Local lawmakers passed new regulations this week to curb the lingering odors - and air pollution - of 300 commercial growing facilities in the Mile High city, which will also apply to a number of other industries including pet food and asphalt shingle manufacturing, as well as sewage treatment facilities.

Since the state legalized recreational marijuana in 2014, the Department of Environmental Health (DEH) has received around 100 formal complaints per year, most of which emanated from Denver’s northside.

Growers will have to submit to odor control regulations, which to date only half of the operations have in place.

"I'm confident that odors will be minimized once everybody is up and running with their plans," DEH spokesman Gregg Thomas told CBS.

"I would caution people to be realistic," Thomas said, however. "It doesn't mean that there will be zero odors."

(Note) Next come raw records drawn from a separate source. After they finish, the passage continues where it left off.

#[tokio::test(start_paused = true)]
async fn answers_rtmp_requests_with_direct_networks() {
    let (router, mut ha, _hb) = two_port_router("Machine Room", "Finance").await;
    let node_a = router.port(0).unwrap().node().unwrap();
    let source = node_other_than(&router, 0, 40);

    let request = Datagram::new(
        Addr::new(1, source, 200),
        Addr::new(1, node_a, 1),
        5,
        RtmpRequest { function: 1 }.encode(),
    );
    ha.inject.send(inbound(&request)).unwrap();

    let (reply, dest) = next_matching(&mut ha.sent, |dg, _| {
        dg.ddp_type == 1 && dg.dst.node == source
    })
    .await;
    assert_eq!(
        dest,
        LinkDest::Unicast {
            network: 1,
            node: source
        }
    );
    let data = RtmpData::parse(&reply.payload).unwrap();
    assert_eq!(data.sender_network, 1);
    assert!(data.tuples.iter().all(|t| t.distance == 0));
    let ranges: Vec<NetRange> = data.tuples.iter().map(|t| t.range).collect();
    assert!(ranges.contains(&NetRange::single(1)));
    assert!(ranges.contains(&NetRange::single(2)));

    router.stop().await;
}

#[tokio::test(start_paused = true)]
async fn zone_list_spans_all_known_zones() {
    let (router, mut ha, _hb) = two_port_router("Machine Room", "Finance").await;
    let node_a = router.port(0).unwrap().node().unwrap();
    let source = node_other_than(&router, 0, 5);

    let request = ZoneListRequest {
        tid: 7,
        function: ZIP_ATP_GET_ZONE_LIST,
        start_index: 1,
    };
    let datagram = Datagram::new(
        Addr::new(1, source, 200),
        Addr::new(1, node_a, 6),
        3,
        request.encode(),
    );
    ha.inject.send(inbound(&datagram)).unwrap();

    let (reply, dest) = next_matching(&mut ha.sent, |dg, _| dg.ddp_type == 3).await;
    assert_eq!(
        dest,
        LinkDest::Unicast {
            network: 1,
            node: source
        }
    );
    let reply = ZoneListReply::parse(&reply.payload).unwrap();
    assert_eq!(reply.tid, 7);
    assert!(reply.last);
    assert!(reply.zones.contains(&zone("Machine Room")));
    assert!(reply.zones.contains(&zone("Finance")));

    router.stop().await;
}

#[tokio::test(start_paused = true)]
async fn get_net_info_answers_startup_nodes_directly() {
    let (router, mut ha, _hb) = two_port_router("Machine Room", "Finance").await;

    let request = Datagram::new(
        Addr::new(65283, 77, 6),
        Addr::new(0, 255, 6),
        6,
        ZipPacket::GetNetInfo { zone: None }.encode(),
    );
    ha.inject.send(inbound(&request)).unwrap();

    let (reply, dest) = next_matching(&mut ha.sent, |dg, _| {
        dg.ddp_type == 6
            && matches!(ZipPacket::parse(&dg.payload), Ok(ZipPacket::GetNetInfoReply(_)))
    })
    .await;
    assert_eq!(
        dest,
        LinkDest::Unicast {
            network: 65283,
            node: 77
        }
    );
    assert_eq!(reply.dst, Addr::new(65283, 77, 6));
    match ZipPacket::parse(&reply.payload).unwrap() {
        ZipPacket::GetNetInfoReply(info) => {
            assert_eq!(info.range, NetRange::single(1));
            assert_ne!(info.flags & GNI_FLAG_ZONE_INVALID, 0);
            assert_ne!(info.flags & GNI_FLAG_USE_BROADCAST, 0);
            assert_eq!(info.default_zone, Some(zone("Machine Room")));
        }
        other => panic!("expected get-net-info reply, got {other:?}"),
    }

    router.stop().await;
}

#[tokio::test(start_paused = true)]
async fn nbp_broadcast_request_forwards_to_the_remote_zone() {
    let (router, ha, mut hb) = two_port_router("Machine Room", "Shipping").await;
    let neighbor = node_other_than(&router, 1, 100);
    let node_b = router.port(1).unwrap().node().unwrap();
    learn_network_10(&router, &hb, neighbor).await;

    // Zone Finance lives on remote network 10.
    let reply = ZipPacket::Reply {
        zones: vec![(10, zone("Finance"))],
    };
    hb.inject
        .send(inbound(&Datagram::new(
            Addr::new(2, neighbor, 6),
            Addr::new(2, node_b, 6),
            6,
            reply.encode(),
        )))
        .unwrap();
    wait_for(|| {
        router
            .tables()
            .read()
            .unwrap()
            .zones
            .has_zones(&NetRange::single(10))
    })
    .await;

    let source = node_other_than(&router, 0, 5);
    let request = NbpPacket {
        function: NBP_FUNC_BRRQ,
        id: 1,
        tuples: vec![NbpTuple {
            addr: Addr::new(1, source, 253),
            enumerator: 0,
            entity: EntityName::new(&b"="[..], &b"AFPServer"[..], &b"Finance"[..]),
        }],
    };
    let datagram = Datagram::new(
        Addr::new(1, source, 253),
        Addr::new(0, 255, 2),
        2,
        request.encode(),
    );
    ha.inject.send(inbound(&datagram)).unwrap();

    // The request leaves as a forward request toward a router serving the
    // zone, via the next hop on port B.
    let (forwarded, dest) = next_matching(&mut hb.sent, |dg, _| dg.ddp_type == 2).await;
    assert_eq!(
        dest,
        LinkDest::Unicast {
            network: 2,
            node: neighbor
        }
    );
    assert_eq!(forwarded.dst, Addr::new(10, 0, 2));
    let packet = NbpPacket::parse(&forwarded.payload).unwrap();
    assert_eq!(packet.function, NBP_FUNC_FWDREQ);
    assert_eq!(packet.id, 1);
    assert_eq!(packet.tuples[0].addr, Addr::new(1, source, 253));

    router.stop().await;
}

#[tokio::test(start_paused = true)]
async fn nbp_wildcard_zone_resolves_to_the_local_zone() {
    let (router, mut ha, _hb) = two_port_router("Machine Room", "Finance").await;
    let source = node_other_than(&router, 0, 5);

    let request = NbpPacket {
        function: NBP_FUNC_BRRQ,
        id: 3,
        tuples: vec![NbpTuple {
            addr: Addr::new(1, source, 253),
            enumerator: 0,
            entity: EntityName::new(&b"="[..], &b"AFPServer"[..], &b"="[..]),
        }],
    };
    let datagram = Datagram::new(
        Addr::new(1, source, 253),
        Addr::new(0, 255, 2),
        2,
        request.encode(),
    );
    ha.inject.send(inbound(&datagram)).unwrap();

    // A wildcarded zone means the ingress port's own zone, so the request
    // comes straight back out as a lookup broadcast there.
    let (lookup, dest) = next_matching(&mut ha.sent, |dg, _| dg.ddp_type == 2).await;
    assert_eq!(dest, LinkDest::Broadcast);
    assert_eq!(lookup.dst, Addr::new(1, 255, 2));
    let packet = NbpPacket::parse(&lookup.payload).unwrap();
    assert_eq!(packet.function, NBP_FUNC_LKUP);
    assert_eq!(packet.id, 3);
    assert_eq!(packet.tuples[0].addr, Addr::new(1, source, 253));
    assert_eq!(packet.tuples[0].entity.zone, b"=");

    router.stop().await;
}

#[tokio::test(start_paused = true)]
async fn network_broadcasts_cross_to_the_serving_port() {
    let (router, ha, mut hb) = two_port_router("Machine Room", "Finance").await;
    let source = node_other_than(&router, 0, 5);

    let datagram = Datagram::new(
        Addr::new(1, source, 4),
        Addr::new(2, 255, 4),
        4,
        vec![1, 9],
    );
    ha.inject.send(inbound(&datagram)).unwrap();

    let (forwarded, dest) = next_matching(&mut hb.sent, |dg, _| dg.ddp_type == 4).await;
    assert_eq!(dest, LinkDest::Broadcast);
    assert_eq!(forwarded.hop_count, 1);
    assert_eq!(forwarded.dst, Addr::new(2, 255, 4));

    router.stop().await;
}

#[tokio::test(start_paused = true)]
async fn hop_limit_drops_silently() {
    let (router, ha, _hb) = two_port_router("Machine Room", "Finance").await;
    let target = node_other_than(&router, 1, 7);
    let source = node_other_than(&router, 0, 5);

    let mut datagram = Datagram::new(
        Addr::new(1, source, 4),
        Addr::new(2, target, 4),
        4,
        vec![1],
    );
    datagram.hop_count = 15;
    ha.inject.send(inbound(&datagram)).unwrap();

    wait_for(|| router.stats().hop_exceeded >= 1).await;
    router.stop().await;
}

The complaints process has also been altered with the time period extended from 12 hours to 30 days - and a minimum of five complaints needed to trigger a DEH inspection.

"It's partly a brave new world we are entering into," Thomas said.

Not everyone is happy with the new laws though with some marijuana growers concerned about the expense incurred to install odor-controlling equipment, according to The Denver Post.

When the final details of the plan are hammered out, they will then be sent to the Colorado Department of Health and Environment and are expected to take full effect by the end of 2016.

Legalization has been a boost to the state's finances with total revenue from taxes, licenses, and fees increasing by 77 percent from $76,152,468 in 2014 to $135,100,465 in 2015.